From Plan to Program: Variables, Conditionals, and Loops
Byte, a friendly luminous robot guide, stands at a glowing holographic whiteboard tracing a flowchart with arrows that light up as code blocks assemble beside it in a tidy classroom workshop.
- Identify the four core programming constructs — variables, sequencing, selection, and iteration — and distinguish variables as a data building block from the three control-flow constructs.
- Translate a plain-language algorithm into ordered pseudocode steps.
- Apply an if/else conditional to choose between two outcomes based on a condition.
- Construct a loop that repeats a step a controlled number of times without running forever.
- Trace control flow through a short program to predict its output.
Key terms
- Variable
- A named container storing a value that can be read or changed later.
- Sequencing
- Running statements one at a time in top-to-bottom written order.
- Selection
- Choosing which branch to run based on whether a condition is true.
- Iteration
- Repeating a block of statements while a stopping condition stays unmet.
- Control flow
- The order in which a program's statements actually execute.

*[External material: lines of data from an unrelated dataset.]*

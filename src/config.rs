//! Orchestrator configuration
//!
//! Every field has a default, so running without any config file works for
//! the standard egress checkout. A file only needs the keys it overrides:
//!
//! ```toml
//! [fleet]
//! sudo = false
//!
//! [images]
//! namespace = "example"
//! gstreamer_version = "1.24.0"
//! ```
//!
//! # Lookup order
//!
//! 1. `--config <file>`
//! 2. `DOCKHAND_CONFIG` environment variable
//! 3. `<project>/dockhand.toml`
//! 4. `<user config dir>/dockhand/config.toml`
//! 5. Built-in defaults

use anyhow::{Context, Result};
use serde::{Deserialize, Serialize};
use std::collections::BTreeMap;
use std::fs;
use std::path::{Path, PathBuf};

/// Environment variable pointing at a config file
pub const ENV_CONFIG: &str = "DOCKHAND_CONFIG";

/// Config file name looked up in the project directory
pub const PROJECT_CONFIG: &str = "dockhand.toml";

#[derive(Debug, Clone, Default, PartialEq, Eq, Serialize, Deserialize)]
#[serde(default, deny_unknown_fields)]
pub struct Config {
    pub service: ServiceConfig,
    pub fleet: FleetConfig,
    pub images: ImagesConfig,
    pub integration: IntegrationConfig,
    pub proto: ProtoConfig,
    pub local: LocalConfig,
}

// ============================================================================
// Sections
// ============================================================================

/// The worker service and where it is installed
#[derive(Debug, Clone, PartialEq, Eq, Serialize, Deserialize)]
#[serde(default, deny_unknown_fields)]
pub struct ServiceConfig {
    /// Template name; instances are `<name>@N`
    pub name: String,
    /// Unit file in the project, installed as `<unit_dir>/<name>@.service`
    pub unit_file: String,
    /// Directory systemd loads units from
    pub unit_dir: String,
    /// Locally built binary
    pub binary: String,
    /// Installed binary location
    pub install_binary: String,
    /// Service config in the project
    pub config_file: String,
    /// Installed config location
    pub install_config: String,
    /// Unit file for the audio server the workers depend on
    pub pulse_unit_file: String,
    /// Instance enabled and started by `configure-service`
    pub first_instance: u32,
}

impl Default for ServiceConfig {
    fn default() -> Self {
        Self {
            name: "egress".to_string(),
            unit_file: "egress.service".to_string(),
            unit_dir: "/etc/systemd/system".to_string(),
            binary: "dist/egress".to_string(),
            install_binary: "/usr/local/bin/egress".to_string(),
            config_file: "egress.yaml".to_string(),
            install_config: "/usr/local/etc/egress.yaml".to_string(),
            pulse_unit_file: "pulseaudio.service".to_string(),
            first_instance: 1,
        }
    }
}

/// Host service manager access
#[derive(Debug, Clone, PartialEq, Eq, Serialize, Deserialize)]
#[serde(default, deny_unknown_fields)]
pub struct FleetConfig {
    /// Prefix privileged commands with `sudo`
    pub sudo: bool,
    /// Service manager program
    pub manager: String,
}

impl Default for FleetConfig {
    fn default() -> Self {
        Self {
            sudo: true,
            manager: fleet::SYSTEMCTL.to_string(),
        }
    }
}

/// Container images and the native library versions baked into them
#[derive(Debug, Clone, PartialEq, Eq, Serialize, Deserialize)]
#[serde(default, deny_unknown_fields)]
pub struct ImagesConfig {
    /// Registry namespace images are tagged under
    pub namespace: String,
    pub gstreamer_version: String,
    pub libnice_version: String,
    pub chromium_version: String,
    /// Platforms for multi-platform pushes
    pub platforms: Vec<String>,
    /// Base image for the chrome installer and template images
    pub base_image: String,
    /// Base image for the gstreamer images
    pub gstreamer_base_image: String,
    /// Gstreamer image variants, each built from `Dockerfile-<variant>`
    pub gstreamer_variants: Vec<String>,
}

impl Default for ImagesConfig {
    fn default() -> Self {
        Self {
            namespace: "usamaliaqat".to_string(),
            gstreamer_version: "1.22.8".to_string(),
            libnice_version: "0.1.21".to_string(),
            chromium_version: "117.0.5874.0".to_string(),
            platforms: vec!["linux/amd64".to_string(), "linux/arm64".to_string()],
            base_image: "ubuntu:22.04".to_string(),
            gstreamer_base_image: "ubuntu:23.10".to_string(),
            gstreamer_variants: ["base", "dev", "prod", "prod-rs"]
                .into_iter()
                .map(String::from)
                .collect(),
        }
    }
}

/// Container-based integration test
#[derive(Debug, Clone, PartialEq, Eq, Serialize, Deserialize)]
#[serde(default, deny_unknown_fields)]
pub struct IntegrationConfig {
    /// Directory bind-mounted into the test container
    pub input_dir: String,
    /// Directory the test container writes results to
    pub output_dir: String,
    /// Mount point of `input_dir` inside the container
    pub mount: String,
    pub image: String,
    pub dockerfile: String,
    /// Environment variable carrying the container-side config path
    pub config_env: String,
    /// Source tree rewritten for deadlock detection
    pub source_dir: String,
    /// Go module providing the deadlock-detecting mutexes
    pub deadlock_module: String,
}

impl Default for IntegrationConfig {
    fn default() -> Self {
        Self {
            input_dir: "test".to_string(),
            output_dir: "test/output".to_string(),
            mount: "/out".to_string(),
            image: "egress-test".to_string(),
            dockerfile: "build/test/Dockerfile".to_string(),
            config_env: "EGRESS_CONFIG_FILE".to_string(),
            source_dir: "./pkg".to_string(),
            deadlock_module: "github.com/sasha-s/go-deadlock".to_string(),
        }
    }
}

/// Protobuf code generation
#[derive(Debug, Clone, PartialEq, Eq, Serialize, Deserialize)]
#[serde(default, deny_unknown_fields)]
pub struct ProtoConfig {
    /// Go module whose directory is added to the include path
    pub module: String,
    /// Directory holding the proto file; generated code lands next to it
    pub dir: String,
    pub file: String,
}

impl Default for ProtoConfig {
    fn default() -> Self {
        Self {
            module: "github.com/livekit/protocol".to_string(),
            dir: "pkg/ipc".to_string(),
            file: "ipc.proto".to_string(),
        }
    }
}

/// Running and building the service outside a container
#[derive(Debug, Clone, PartialEq, Eq, Serialize, Deserialize)]
#[serde(default, deny_unknown_fields)]
pub struct LocalConfig {
    /// Main package
    pub package: String,
    /// Environment overrides applied to `go run` / `go build`
    pub env: BTreeMap<String, String>,
}

impl Default for LocalConfig {
    fn default() -> Self {
        Self {
            package: "./cmd/server".to_string(),
            env: [
                ("CGO_ENABLED", "1"),
                ("GO111MODULE", "on"),
                ("GODEBUG", "disablethp=1"),
            ]
            .into_iter()
            .map(|(k, v)| (k.to_string(), v.to_string()))
            .collect(),
        }
    }
}

// ============================================================================
// Loading
// ============================================================================

impl Config {
    /// Load configuration following the lookup order.
    pub fn load(explicit: Option<&Path>, project: &Path) -> Result<Self> {
        match locate(explicit, project) {
            Some(path) => Self::load_file(&path),
            None => {
                log::debug!("No config file found, using defaults");
                Ok(Self::default())
            }
        }
    }

    /// Load a specific file.
    pub fn load_file(path: &Path) -> Result<Self> {
        log::debug!("Loading config from {}", path.display());
        let content = fs::read_to_string(path)
            .with_context(|| format!("Could not read {}", path.display()))?;
        Self::parse(&content).with_context(|| format!("Invalid config in {}", path.display()))
    }

    pub fn parse(content: &str) -> Result<Self> {
        Ok(toml::from_str(content)?)
    }

    /// Render as TOML.
    pub fn to_toml(&self) -> Result<String> {
        toml::to_string_pretty(self).context("Failed to serialize config")
    }
}

fn locate(explicit: Option<&Path>, project: &Path) -> Option<PathBuf> {
    if let Some(path) = explicit {
        return Some(expand_path(&path.to_string_lossy()));
    }

    if let Ok(path) = std::env::var(ENV_CONFIG) {
        let path = expand_path(&path);
        log::debug!("Using config from {}: {}", ENV_CONFIG, path.display());
        return Some(path);
    }

    let in_project = project.join(PROJECT_CONFIG);
    if in_project.is_file() {
        return Some(in_project);
    }

    dirs::config_dir()
        .map(|dir| dir.join("dockhand").join("config.toml"))
        .filter(|path| path.is_file())
}

/// Expand `~` and environment variables in a path.
pub fn expand_path(path: &str) -> PathBuf {
    let expanded = shellexpand::full(path)
        .map(|s| s.into_owned())
        .unwrap_or_else(|_| shellexpand::tilde(path).into_owned());
    PathBuf::from(expanded)
}

#[cfg(test)]
mod tests {
    use super::*;
    use tempfile::TempDir;

    #[test]
    fn test_defaults_match_egress_layout() {
        let config = Config::default();
        assert_eq!(config.service.name, "egress");
        assert_eq!(config.integration.input_dir, "test");
        assert_eq!(config.integration.output_dir, "test/output");
        assert_eq!(config.integration.mount, "/out");
        assert!(config.fleet.sudo);
        assert_eq!(config.images.gstreamer_variants.len(), 4);
    }

    #[test]
    fn test_parse_partial_override() {
        let config = Config::parse(
            r#"
[fleet]
sudo = false

[images]
namespace = "example"
"#,
        )
        .unwrap();
        assert!(!config.fleet.sudo);
        assert_eq!(config.fleet.manager, "systemctl");
        assert_eq!(config.images.namespace, "example");
        assert_eq!(config.images.gstreamer_version, "1.22.8");
    }

    #[test]
    fn test_parse_rejects_unknown_keys() {
        assert!(Config::parse("[fleet]\nsudoo = false\n").is_err());
    }

    #[test]
    fn test_toml_roundtrip_of_defaults() {
        let config = Config::default();
        let rendered = config.to_toml().unwrap();
        assert_eq!(Config::parse(&rendered).unwrap(), config);
    }

    #[test]
    fn test_load_explicit_file() {
        let dir = TempDir::new().unwrap();
        let path = dir.path().join("custom.toml");
        fs::write(&path, "[service]\nname = \"recorder\"\n").unwrap();

        let config = Config::load(Some(&path), dir.path()).unwrap();
        assert_eq!(config.service.name, "recorder");
    }

    #[test]
    fn test_load_explicit_missing_file_fails() {
        let dir = TempDir::new().unwrap();
        let missing = dir.path().join("nope.toml");
        assert!(Config::load(Some(&missing), dir.path()).is_err());
    }

    #[test]
    fn test_load_project_file() {
        let dir = TempDir::new().unwrap();
        fs::write(
            dir.path().join(PROJECT_CONFIG),
            "[integration]\nimage = \"egress-it\"\n",
        )
        .unwrap();

        let path = locate(None, dir.path());
        // DOCKHAND_CONFIG set in the environment takes precedence
        if std::env::var(ENV_CONFIG).is_err() {
            assert_eq!(path, Some(dir.path().join(PROJECT_CONFIG)));
            let config = Config::load(None, dir.path()).unwrap();
            assert_eq!(config.integration.image, "egress-it");
        }
    }

    #[test]
    fn test_expand_path_tilde() {
        if let Some(home) = dirs::home_dir() {
            assert_eq!(expand_path("~/x.toml"), home.join("x.toml"));
        }
        assert_eq!(expand_path("/etc/x.toml"), PathBuf::from("/etc/x.toml"));
    }
}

Data Versus Control-Flow Blocks
AP CS Principles draws a precise line that students often miss: a variable is a data building block, while sequencing, selection, and iteration are control-flow building blocks. A variable holds information but does not by itself decide which statements run next. Control flow determines order and choice. This distinction matters because a question can describe storing a value, which is a variable, and tempt you to call it selection because the value is later tested. Storing is not deciding; only the condition test in an if/else performs the branching choice that defines selection.
Anatomy of a Safe Loop
Every loop needs three pieces working together to terminate correctly: an initialization that sets a starting point, a stopping condition checked before or after each pass, and an update that moves the state toward that condition. Omit the update and the condition never changes, so the loop runs forever, the classic infinite-loop bug. For example, while count <= 3 with count starting at 1 must include 'add 1 to count' each pass, or it prints 1 endlessly. Reading any loop, locate all three pieces and confirm the update genuinely drives the condition toward false.
Worked examples
Trace this loop: set count = 1; while count <= 3 print count then add 1 to count.

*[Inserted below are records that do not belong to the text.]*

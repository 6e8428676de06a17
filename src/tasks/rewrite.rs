//! Source rewrites swapping the standard mutexes for deadlock-detecting ones
//! and back.

use crate::ui;
use crate::workspace::Workspace;
use anyhow::Result;
use procrun::Invocation;
use std::sync::Arc;
use taskgraph::{Registry, Task};

/// Mutex types replaced by the rewrite, without package qualifier.
const MUTEXES: [&str; 2] = ["Mutex", "RWMutex"];

#[derive(Debug, Clone, Copy, PartialEq, Eq)]
enum Direction {
    /// `sync.*` to `deadlock.*`
    ToDeadlock,
    /// `deadlock.*` back to `sync.*`
    ToSync,
}

impl Direction {
    fn packages(self) -> (&'static str, &'static str) {
        match self {
            Self::ToDeadlock => ("sync", "deadlock"),
            Self::ToSync => ("deadlock", "sync"),
        }
    }
}

pub fn register(registry: &mut Registry, ws: &Arc<Workspace>) -> taskgraph::Result<()> {
    let deadlock_ws = Arc::clone(ws);
    registry.register(
        Task::new("deadlock", move |_| {
            ui::step("Switching to deadlock-detecting mutexes");
            let module = &deadlock_ws.config().integration.deadlock_module;
            deadlock_ws.run(Invocation::new("go").args(["get", module.as_str()]))?;
            rewrite(&deadlock_ws, Direction::ToDeadlock)
        })
        .describe("Replace sync mutexes with go-deadlock mutexes"),
    )?;

    let sync_ws = Arc::clone(ws);
    registry.register(
        Task::new("sync", move |_| {
            ui::step("Restoring sync mutexes");
            rewrite(&sync_ws, Direction::ToSync)
        })
        .describe("Restore sync mutexes after a deadlock run"),
    )
}

fn rewrite(ws: &Workspace, direction: Direction) -> Result<()> {
    let source = ws.config().integration.source_dir.as_str();
    let (from, to) = direction.packages();

    for mutex in MUTEXES {
        let old = format!("{from}.{mutex}");
        let new = format!("{to}.{mutex}");
        ws.pipe(
            Invocation::new("grep").args(["-rl", old.as_str(), source]),
            Invocation::new("xargs")
                .args(["-r", "sed", "-i", "-e"])
                .arg(format!("s/{old}/{new}/g")),
        )?;
    }

    let rewritten = MUTEXES
        .iter()
        .map(|mutex| format!("{to}.{mutex}"))
        .collect::<Vec<_>>()
        .join("\\|");
    ws.pipe(
        Invocation::new("grep").args(["-rl", rewritten.as_str(), source]),
        Invocation::parse("xargs -r goimports -w"),
    )?;

    ws.run(Invocation::parse("go mod tidy"))?;
    Ok(())
}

- count = 1; condition 1 <= 3 is true, so print 1, then update count to 2.
- count = 2; condition 2 <= 3 is true, so print 2, then update count to 3.

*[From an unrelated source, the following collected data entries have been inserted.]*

//! Runners backed by the operating system.

use crate::error::{ExecutionFailed, Result};
use crate::invocation::Invocation;
use crate::{CommandRunner, pipeline_display};
use std::io;
use std::process::Stdio;

/// Runs commands as real child processes.
#[derive(Debug, Clone, Copy, Default)]
pub struct SystemRunner;

impl CommandRunner for SystemRunner {
    fn run(&self, invocation: &Invocation) -> Result<()> {
        log::debug!("running: {invocation}");
        let status = invocation
            .to_command()
            .stdin(Stdio::inherit())
            .stdout(Stdio::inherit())
            .stderr(Stdio::inherit())
            .status()
            .map_err(|e| ExecutionFailed::launch(invocation.to_string(), e))?;

        if status.success() {
            Ok(())
        } else {
            Err(ExecutionFailed::exit(
                invocation.to_string(),
                status.code(),
                "",
            ))
        }
    }

    fn output(&self, invocation: &Invocation) -> Result<String> {
        log::debug!("capturing: {invocation}");
        let output = invocation
            .to_command()
            .stdin(Stdio::null())
            .output()
            .map_err(|e| ExecutionFailed::launch(invocation.to_string(), e))?;

        if output.status.success() {
            Ok(String::from_utf8_lossy(&output.stdout).into_owned())
        } else {
            Err(ExecutionFailed::exit(
                invocation.to_string(),
                output.status.code(),
                String::from_utf8_lossy(&output.stderr),
            ))
        }
    }

    fn pipe(&self, producer: &Invocation, consumer: &Invocation) -> Result<()> {
        let command = pipeline_display(producer, consumer);
        log::debug!("running: {command}");

        let mut upstream = producer
            .to_command()
            .stdout(Stdio::piped())
            .spawn()
            .map_err(|e| ExecutionFailed::launch(command.clone(), e))?;

        let Some(stdout) = upstream.stdout.take() else {
            let _ = upstream.kill();
            let _ = upstream.wait();
            return Err(ExecutionFailed::launch(
                command,
                io::Error::other("producer stdout was not captured"),
            ));
        };

        let downstream = consumer.to_command().stdin(Stdio::from(stdout)).status();
        let upstream_status = upstream.wait();

        let status = downstream.map_err(|e| ExecutionFailed::launch(command.clone(), e))?;
        match upstream_status {
            Ok(s) if !s.success() => {
                log::debug!("producer `{producer}` exited with {s}");
            }
            Ok(_) => {}
            Err(e) => return Err(ExecutionFailed::launch(command, e)),
        }

        if status.success() {
            Ok(())
        } else {
            Err(ExecutionFailed::exit(command, status.code(), ""))
        }
    }
}

/// Prints commands instead of running them.
///
/// Captured output is always empty, so anything parsed from it (such as
/// fleet discovery) sees nothing.
#[derive(Debug, Clone, Copy, Default)]
pub struct DryRunRunner;

impl CommandRunner for DryRunRunner {
    fn run(&self, invocation: &Invocation) -> Result<()> {
        print_planned(&invocation.to_string(), invocation);
        Ok(())
    }

    fn output(&self, invocation: &Invocation) -> Result<String> {
        print_planned(&invocation.to_string(), invocation);
        Ok(String::new())
    }

    fn pipe(&self, producer: &Invocation, consumer: &Invocation) -> Result<()> {
        print_planned(&pipeline_display(producer, consumer), producer);
        Ok(())
    }
}

fn print_planned(command: &str, invocation: &Invocation) {
    match invocation.dir() {
        Some(dir) => println!("  [dry-run] ({}) {command}", dir.display()),
        None => println!("  [dry-run] {command}"),
    }
}

#[cfg(all(test, unix))]
mod tests {
    use super::*;
    use crate::error::Cause;

    #[test]
    fn test_run_success() {
        assert!(SystemRunner.run(&Invocation::new("true")).is_ok());
    }

    #[test]
    fn test_run_non_zero_exit() {
        let err = SystemRunner
            .run(&Invocation::new("sh").args(["-c", "exit 3"]))
            .unwrap_err();
        assert_eq!(err.command, "sh -c 'exit 3'");
        assert_eq!(err.cause.exit_code(), Some(3));
    }

    #[test]
    fn test_run_missing_program_is_launch_failure() {
        let err = SystemRunner
            .run(&Invocation::new("definitely-not-a-real-program-4821"))
            .unwrap_err();
        assert!(matches!(err.cause, Cause::Launch(_)));
    }

    #[test]
    fn test_output_captures_stdout() {
        let out = SystemRunner
            .output(&Invocation::new("sh").args(["-c", "echo one; echo two"]))
            .unwrap();
        assert_eq!(out, "one\ntwo\n");
    }

    #[test]
    fn test_output_failure_carries_stderr() {
        let err = SystemRunner
            .output(&Invocation::new("sh").args(["-c", "echo denied >&2; exit 1"]))
            .unwrap_err();
        match err.cause {
            Cause::Exit { code, stderr } => {
                assert_eq!(code, Some(1));
                assert_eq!(stderr.trim(), "denied");
            }
            Cause::Launch(e) => panic!("unexpected launch failure: {e}"),
        }
    }

    #[test]
    fn test_output_respects_current_dir() {
        let out = SystemRunner
            .output(&Invocation::new("pwd").current_dir("/"))
            .unwrap();
        assert_eq!(out.trim(), "/");
    }

    #[test]
    fn test_output_passes_env() {
        let out = SystemRunner
            .output(
                &Invocation::new("sh")
                    .args(["-c", "printf %s \"$GODEBUG\""])
                    .env("GODEBUG", "disablethp=1"),
            )
            .unwrap();
        assert_eq!(out, "disablethp=1");
    }

    #[test]
    fn test_pipe_uses_consumer_status() {
        let producer = Invocation::new("sh").args(["-c", "echo hello"]);
        assert!(SystemRunner.pipe(&producer, &Invocation::new("cat")).is_ok());

        let err = SystemRunner
            .pipe(&producer, &Invocation::new("false"))
            .unwrap_err();
        assert_eq!(err.command, "sh -c 'echo hello' | false");
        assert_eq!(err.cause.exit_code(), Some(1));
    }

    #[test]
    fn test_pipe_tolerates_failing_producer() {
        let producer = Invocation::new("sh").args(["-c", "exit 1"]);
        assert!(SystemRunner.pipe(&producer, &Invocation::new("cat")).is_ok());
    }

    #[test]
    fn test_pipe_missing_producer_is_launch_failure() {
        let err = SystemRunner
            .pipe(
                &Invocation::new("definitely-not-a-real-program-4821"),
                &Invocation::new("cat"),
            )
            .unwrap_err();
        assert!(matches!(err.cause, Cause::Launch(_)));
    }

    #[test]
    fn test_dry_run_never_fails() {
        let runner = DryRunRunner;
        assert!(runner.run(&Invocation::new("false")).is_ok());
        assert_eq!(runner.output(&Invocation::new("false")).unwrap(), "");
    }
}
//! # procrun
//!
//! Thin, blocking wrapper around external programs.
//!
//! Every external tool the orchestrator touches (container builder, code
//! generator, service manager) goes through the [`CommandRunner`] trait. A
//! command either succeeds (exit status zero) or fails with
//! [`ExecutionFailed`]; a program that cannot be launched and a program that
//! exits non-zero are reported the same way.
//!
//! ## Example
//!
//! ```no_run
//! use procrun::{CommandRunner, Invocation, SystemRunner};
//!
//! let runner = SystemRunner;
//! runner.run(&Invocation::new("docker").args(["pull", "ubuntu:22.04"]))?;
//!
//! let units = runner.output(&Invocation::parse("systemctl list-units --no-legend"))?;
//! println!("{units}");
//! # Ok::<(), procrun::ExecutionFailed>(())
//! ```
//!
//! ## Runners
//!
//! - [`SystemRunner`]: spawns real processes
//! - [`DryRunRunner`]: prints commands instead of running them
//! - `testing::ScriptedRunner` (feature `testing`): records commands and
//!   replays scripted results

pub mod error;
pub mod invocation;
pub mod system;
#[cfg(any(test, feature = "testing"))]
pub mod testing;

pub use error::{Cause, ExecutionFailed, Result};
pub use invocation::Invocation;
pub use system::{DryRunRunner, SystemRunner};

/// Executes invocations on behalf of the orchestrator.
///
/// Implementations block until the command has exited; there is no timeout.
pub trait CommandRunner: Send + Sync {
    /// Run a command with stdio inherited from the current process.
    fn run(&self, invocation: &Invocation) -> Result<()>;

    /// Run a command and capture its standard output.
    fn output(&self, invocation: &Invocation) -> Result<String>;

    /// Run `producer | consumer`.
    ///
    /// The pipeline's status is the consumer's status. A producer that
    /// cannot be launched fails the pipeline.
    fn pipe(&self, producer: &Invocation, consumer: &Invocation) -> Result<()>;
}

/// Render a pipeline the way a shell would print it.
pub fn pipeline_display(producer: &Invocation, consumer: &Invocation) -> String {
    format!("{producer} | {consumer}")
}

- count = 3; condition 3 <= 3 is true, so print 3, then update count to 4.
- count = 4; condition 4 <= 3 is false, so the loop stops.
Answer: The loop prints 1, 2, 3 and then terminates because the update makes the condition false.
Activity
Put these pseudocode steps in the correct order to count up and announce the result
Practice
Predict the output of: set x = 2; if x > 5 print 'big' else print 'small'.
Identify why a while loop with no update statement never stops running.
Common mistakes to avoid
- Selection runs both branchesAn if/else runs exactly one branch, never both, depending on the condition's truth value.
- A loop stops on its own at the limitWithout an update moving toward the stopping condition, the loop runs forever.
Check your understanding
Which construct lets a program choose between two different actions based on whether a condition is true?
What does this code print? set x = 2; if x > 5 then print 'big' else print 'small'
A loop is written: set n = 1; while n <= 3, print n (but n is never changed). What happens?
Why does the order of statements matter when you write code?
Recap
Programs are built from one data block, the variable, and three control-flow blocks: sequencing runs statements in order, selection chooses a branch by condition, and iteration repeats with initialization, a stopping condition, and an update that prevents infinite loops.
Reflect
Why does hand-tracing each variable after every line catch bugs that just reading code misses?